Supplied material

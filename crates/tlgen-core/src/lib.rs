//! Type-directed code generation engine.
//!
//! Walks a parsed [`Schema`](tlgen_schema::node::Schema) and produces two
//! trees for a renderer:
//! - [`TypeTree`]: one [`BaseType`] per result type, carrying the unified
//!   field table and one [`MessageShape`] per constructor.
//! - [`FunctionTree`]: RPC methods grouped into [`Service`]s plus the
//!   deduplicated [`VectorWrapper`] types their responses need.
//!
//! Encode/decode steps are emitted as [`fragment`] nodes rather than text, so
//! any backend can lower them into its own language.

pub mod codec;
pub mod config;
pub mod error;
pub mod fragment;
pub mod generate;
pub mod ident;
pub mod ir;
pub mod map;
pub mod service;
pub mod types;

pub use config::{FlagBits, GeneratorConfig, IGNORED_METHODS};
pub use error::{ErrorKind, GenerateError};
pub use generate::Generator;
pub use ir::{
    BaseType, Field, FieldRef, FunctionTree, Generated, MessageShape, Method, ResponseType,
    Service, TypeTree, VectorWrapper,
};

use tlgen_schema::node::Schema;

/// Run one generation pass with the given configuration.
pub fn generate(schema: &Schema, config: GeneratorConfig) -> Result<Generated, GenerateError> {
    Generator::new(config).generate(schema)
}

///
/// Prelude
///

pub mod prelude {
    pub use crate::{
        fragment::{Blob, Decode, Element, Encode, FlagBit, Presence, Scalar},
        ir::*,
        map::{FieldType, TypeRef},
    };
    pub use serde::{Deserialize, Serialize};
    pub use tlgen_schema::prelude::{Constructor, Function, Param, Schema, Type};
}
//! Property-based tests for the ClickHouse credentials plugin.
//!
//! Tests validate:
//! - Scripts expand to their non-empty statements, in order, fully substituted
//! - Generated usernames never exceed the ClickHouse length limit
//! - Substituted values cannot terminate the string literal they sit in
//! - A failing statement at any position leaves nothing committed

use std::sync::Arc;

use clickhouse_credentials::statements::{
    CLUSTER, EXPIRATION, NAME, PASSWORD, QueryParams, USERNAME, escape_literal, expand, render,
    split_statements,
};
use clickhouse_credentials::username::{DEFAULT_USERNAME_TEMPLATE, MAX_USERNAME_LENGTH};
use clickhouse_credentials::{
    ClickhouseManager, InitializeRequest, NewUserRequest, PluginError, RequestContext, Statements,
    UsernameMetadata, UsernameTemplate,
};
use proptest::prelude::*;
use secrecy::SecretString;
use test_utils::fixtures::{connection_config, expiration};
use test_utils::generators::{
    cluster_strategy, metadata_name_strategy, password_strategy, quoting_password_strategy,
    script_strategy,
};
use test_utils::{MockCall, MockDriver};

/// Index just past the closing quote of the literal opened at `start`.
fn literal_end(text: &str, start: usize) -> Option<usize> {
    let bytes = text.as_bytes();
    let mut i = start + 1;
    while i < bytes.len() {
        match bytes[i] {
            b'\\' => i += 2,
            b'\'' => return Some(i + 1),
            _ => i += 1,
        }
    }
    None
}

proptest! {
    #![proptest_config(ProptestConfig::with_cases(100))]

    /// Statements come out in order, trimmed, with empty pieces dropped and
    /// every known placeholder replaced.
    #[test]
    fn prop_script_expands_in_order(
        (script, statements) in script_strategy(),
        username in "v-[a-z0-9-]{1,40}",
        password in password_strategy(),
        cluster in cluster_strategy(),
    ) {
        let cluster = cluster.unwrap_or_default();
        let params = QueryParams::new()
            .with(NAME, &username)
            .with(USERNAME, &username)
            .with(PASSWORD, &password)
            .with(EXPIRATION, "2030-01-02 03:04:05")
            .with(CLUSTER, &cluster);

        let expected: Vec<String> = statements
            .iter()
            .map(|s| {
                s.replace("{{name}}", &username)
                    .replace("{{username}}", &username)
                    .replace("{{password}}", &password)
                    .replace("{{expiration}}", "2030-01-02 03:04:05")
                    .replace("{{cluster}}", &cluster)
            })
            .collect();
        let expanded: Vec<String> = expand(&[script], &params)
            .iter()
            .map(|s| s.to_string())
            .collect();

        prop_assert_eq!(expanded, expected);
    }

    /// Splitting never yields an empty or padded statement.
    #[test]
    fn prop_split_has_no_blank_statements((script, statements) in script_strategy()) {
        let pieces: Vec<&str> = split_statements(&script).collect();
        prop_assert_eq!(pieces.len(), statements.len());
        for piece in pieces {
            prop_assert!(!piece.is_empty());
            prop_assert_eq!(piece, piece.trim());
        }
    }

    /// The default template always fits ClickHouse's identifier limit.
    #[test]
    fn prop_default_username_is_bounded(
        display in metadata_name_strategy(),
        role in metadata_name_strategy(),
    ) {
        let template = UsernameTemplate::compile(DEFAULT_USERNAME_TEMPLATE).unwrap();
        let username = template
            .generate(&UsernameMetadata::new(display, role))
            .unwrap();

        prop_assert!(username.len() <= MAX_USERNAME_LENGTH, "{} bytes", username.len());
        prop_assert!(username.starts_with("v-"));
    }

    /// A password spliced into a quoted literal ends exactly where the
    /// template's closing quote does.
    #[test]
    fn prop_escaped_value_stays_inside_literal(password in quoting_password_strategy()) {
        let params = QueryParams::new().with(PASSWORD, &password);
        let rendered = render("IDENTIFIED BY '{{password}}' SETTINGS x", &params);

        let start = rendered.find('\'').unwrap();
        let end = literal_end(&rendered, start).unwrap();
        prop_assert_eq!(&rendered[end..], " SETTINGS x");
        prop_assert_eq!(&rendered[start + 1..end - 1], escape_literal(&password));
    }

    /// Whichever statement fails, the transaction is rolled back and the
    /// statements after it never run.
    #[test]
    fn prop_failure_at_any_position_commits_nothing(
        count in 1usize..6,
        failing in 0usize..6,
    ) {
        let failing = failing % count;
        let script = (0..count)
            .map(|i| format!("INSERT INTO audit VALUES ({i}, '{{{{username}}}}')"))
            .collect::<Vec<_>>()
            .join("; ");
        let driver = MockDriver::new().fail_statement(&format!("({failing},"));
        let manager = ClickhouseManager::new(Arc::new(driver.clone()));
        let ctx = RequestContext::background();

        let err = tokio_test::block_on(async {
            manager
                .initialize(
                    &ctx,
                    InitializeRequest {
                        config: connection_config(),
                        verify_connection: false,
                    },
                )
                .await
                .unwrap();
            manager
                .new_user(
                    &ctx,
                    NewUserRequest {
                        username_config: UsernameMetadata::new("svc", "ops"),
                        statements: Statements::new([script]),
                        password: SecretString::from("audit-pw!"),
                        expiration: expiration(),
                    },
                )
                .await
                .unwrap_err()
        });

        let is_failing_index = matches!(err, PluginError::Execution { index, .. } if index == failing);
        prop_assert!(is_failing_index);
        prop_assert_eq!(driver.tx_statements().len(), failing + 1);
        prop_assert_eq!(driver.count(|c| *c == MockCall::Rollback), 1);
        prop_assert_eq!(driver.count(|c| *c == MockCall::Commit), 0);
        prop_assert!(driver.committed().is_empty());
    }
}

Your goal
Please set down each entry again, word for word.

Response area
filename crates/tlgen-core/src/lib.rs
//! Type-directed code generation engine.
//!
//! Walks a parsed [`Schema`](tlgen_schema::node::Schema) and produces two
//! trees for a renderer:
//! - [`TypeTree`]: one [`BaseType`] per result type, carrying the unified
//!   field table and one [`MessageShape`] per constructor.
//! - [`FunctionTree`]: RPC methods grouped into [`Service`]s plus the
//!   deduplicated [`VectorWrapper`] types their responses need.
//!
//! Encode/decode steps are emitted as [`fragment`] nodes rather than text, so
//! any backend can lower them into its own language.

pub mod codec;
pub mod config;
pub mod error;
pub mod fragment;
pub mod generate;
pub mod ident;
pub mod ir;
pub mod map;
pub mod service;
pub mod types;

pub use config::{FlagBits, GeneratorConfig, IGNORED_METHODS};
pub use error::{ErrorKind, GenerateError};
pub use generate::Generator;
pub use ir::{
    BaseType, Field, FieldRef, FunctionTree, Generated, MessageShape, Method, ResponseType,
    Service, TypeTree, VectorWrapper,
};

use tlgen_schema::node::Schema;

/// Run one generation pass with the given configuration.
pub fn generate(schema: &Schema, config: GeneratorConfig) -> Result<Generated, GenerateError> {
    Generator::new(config).generate(schema)
}

///
/// Prelude
///

pub mod prelude {
    pub use crate::{
        fragment::{Blob, Decode, Element, Encode, FlagBit, Presence, Scalar},
        ir::*,
        map::{FieldType, TypeRef},
    };
    pub use serde::{Deserialize, Serialize};
    pub use tlgen_schema::prelude::{Constructor, Function, Param, Schema, Type};
}
//! Property-based tests for the ClickHouse credentials plugin.
//!
//! Tests validate:
//! - Scripts expand to their non-empty statements, in order, fully substituted
//! - Generated usernames never exceed the ClickHouse length limit
//! - Substituted values cannot terminate the string literal they sit in
//! - A failing statement at any position leaves nothing committed

use std::sync::Arc;

use clickhouse_credentials::statements::{
    CLUSTER, EXPIRATION, NAME, PASSWORD, QueryParams, USERNAME, escape_literal, expand, render,
    split_statements,
};
use clickhouse_credentials::username::{DEFAULT_USERNAME_TEMPLATE, MAX_USERNAME_LENGTH};
use clickhouse_credentials::{
    ClickhouseManager, InitializeRequest, NewUserRequest, PluginError, RequestContext, Statements,
    UsernameMetadata, UsernameTemplate,
};
use proptest::prelude::*;
use secrecy::SecretString;
use test_utils::fixtures::{connection_config, expiration};
use test_utils::generators::{
    cluster_strategy, metadata_name_strategy, password_strategy, quoting_password_strategy,
    script_strategy,
};
use test_utils::{MockCall, MockDriver};

/// Index just past the closing quote of the literal opened at `start`.
fn literal_end(text: &str, start: usize) -> Option<usize> {
    let bytes = text.as_bytes();
    let mut i = start + 1;
    while i < bytes.len() {
        match bytes[i] {
            b'\\' => i += 2,
            b'\'' => return Some(i + 1),
            _ => i += 1,
        }
    }
    None
}

proptest! {
    #![proptest_config(ProptestConfig::with_cases(100))]

    /// Statements come out in order, trimmed, with empty pieces dropped and
    /// every known placeholder replaced.
    #[test]
    fn prop_script_expands_in_order(
        (script, statements) in script_strategy(),
        username in "v-[a-z0-9-]{1,40}",
        password in password_strategy(),
        cluster in cluster_strategy(),
    ) {
        let cluster = cluster.unwrap_or_default();
        let params = QueryParams::new()
            .with(NAME, &username)
            .with(USERNAME, &username)
            .with(PASSWORD, &password)
            .with(EXPIRATION, "2030-01-02 03:04:05")
            .with(CLUSTER, &cluster);

        let expected: Vec<String> = statements
            .iter()
            .map(|s| {
                s.replace("{{name}}", &username)
                    .replace("{{username}}", &username)
                    .replace("{{password}}", &password)
                    .replace("{{expiration}}", "2030-01-02 03:04:05")
                    .replace("{{cluster}}", &cluster)
            })
            .collect();
        let expanded: Vec<String> = expand(&[script], &params)
            .iter()
            .map(|s| s.to_string())
            .collect();

        prop_assert_eq!(expanded, expected);
    }

    /// Splitting never yields an empty or padded statement.
    #[test]
    fn prop_split_has_no_blank_statements((script, statements) in script_strategy()) {
        let pieces: Vec<&str> = split_statements(&script).collect();
        prop_assert_eq!(pieces.len(), statements.len());
        for piece in pieces {
            prop_assert!(!piece.is_empty());
            prop_assert_eq!(piece, piece.trim());
        }
    }

    /// The default template always fits ClickHouse's identifier limit.
    #[test]
    fn prop_default_username_is_bounded(
        display in metadata_name_strategy(),
        role in metadata_name_strategy(),
    ) {
        let template = UsernameTemplate::compile(DEFAULT_USERNAME_TEMPLATE).unwrap();
        let username = template
            .generate(&UsernameMetadata::new(display, role))
            .unwrap();

        prop_assert!(username.len() <= MAX_USERNAME_LENGTH, "{} bytes", username.len());
        prop_assert!(username.starts_with("v-"));
    }

    /// A password spliced into a quoted literal ends exactly where the
    /// template's closing quote does.
    #[test]
    fn prop_escaped_value_stays_inside_literal(password in quoting_password_strategy()) {
        let params = QueryParams::new().with(PASSWORD, &password);
        let rendered = render("IDENTIFIED BY '{{password}}' SETTINGS x", &params);

        let start = rendered.find('\'').unwrap();
        let end = literal_end(&rendered, start).unwrap();
        prop_assert_eq!(&rendered[end..], " SETTINGS x");
        prop_assert_eq!(&rendered[start + 1..end - 1], escape_literal(&password));
    }

    /// Whichever statement fails, the transaction is rolled back and the
    /// statements after it never run.
    #[test]
    fn prop_failure_at_any_position_commits_nothing(
        count in 1usize..6,
        failing in 0usize..6,
    ) {
        let failing = failing % count;
        let script = (0..count)
            .map(|i| format!("INSERT INTO audit VALUES ({i}, '{{{{username}}}}')"))
            .collect::<Vec<_>>()
            .join("; ");
        let driver = MockDriver::new().fail_statement(&format!("({failing},"));
        let manager = ClickhouseManager::new(Arc::new(driver.clone()));
        let ctx = RequestContext::background();

        let err = tokio_test::block_on(async {
            manager
                .initialize(
                    &ctx,
                    InitializeRequest {
                        config: connection_config(),
                        verify_connection: false,
                    },
                )
                .await
                .unwrap();
            manager
                .new_user(
                    &ctx,
                    NewUserRequest {
                        username_config: UsernameMetadata::new("svc", "ops"),
                        statements: Statements::new([script]),
                        password: SecretString::from("audit-pw!"),
                        expiration: expiration(),
                    },
                )
                .await
                .unwrap_err()
        });

        let is_failing_index = matches!(err, PluginError::Execution { index, .. } if index == failing);
        prop_assert!(is_failing_index);
        prop_assert_eq!(driver.tx_statements().len(), failing + 1);
        prop_assert_eq!(driver.count(|c| *c == MockCall::Rollback), 1);
        prop_assert_eq!(driver.count(|c| *c == MockCall::Commit), 0);
        prop_assert!(driver.committed().is_empty());
    }
}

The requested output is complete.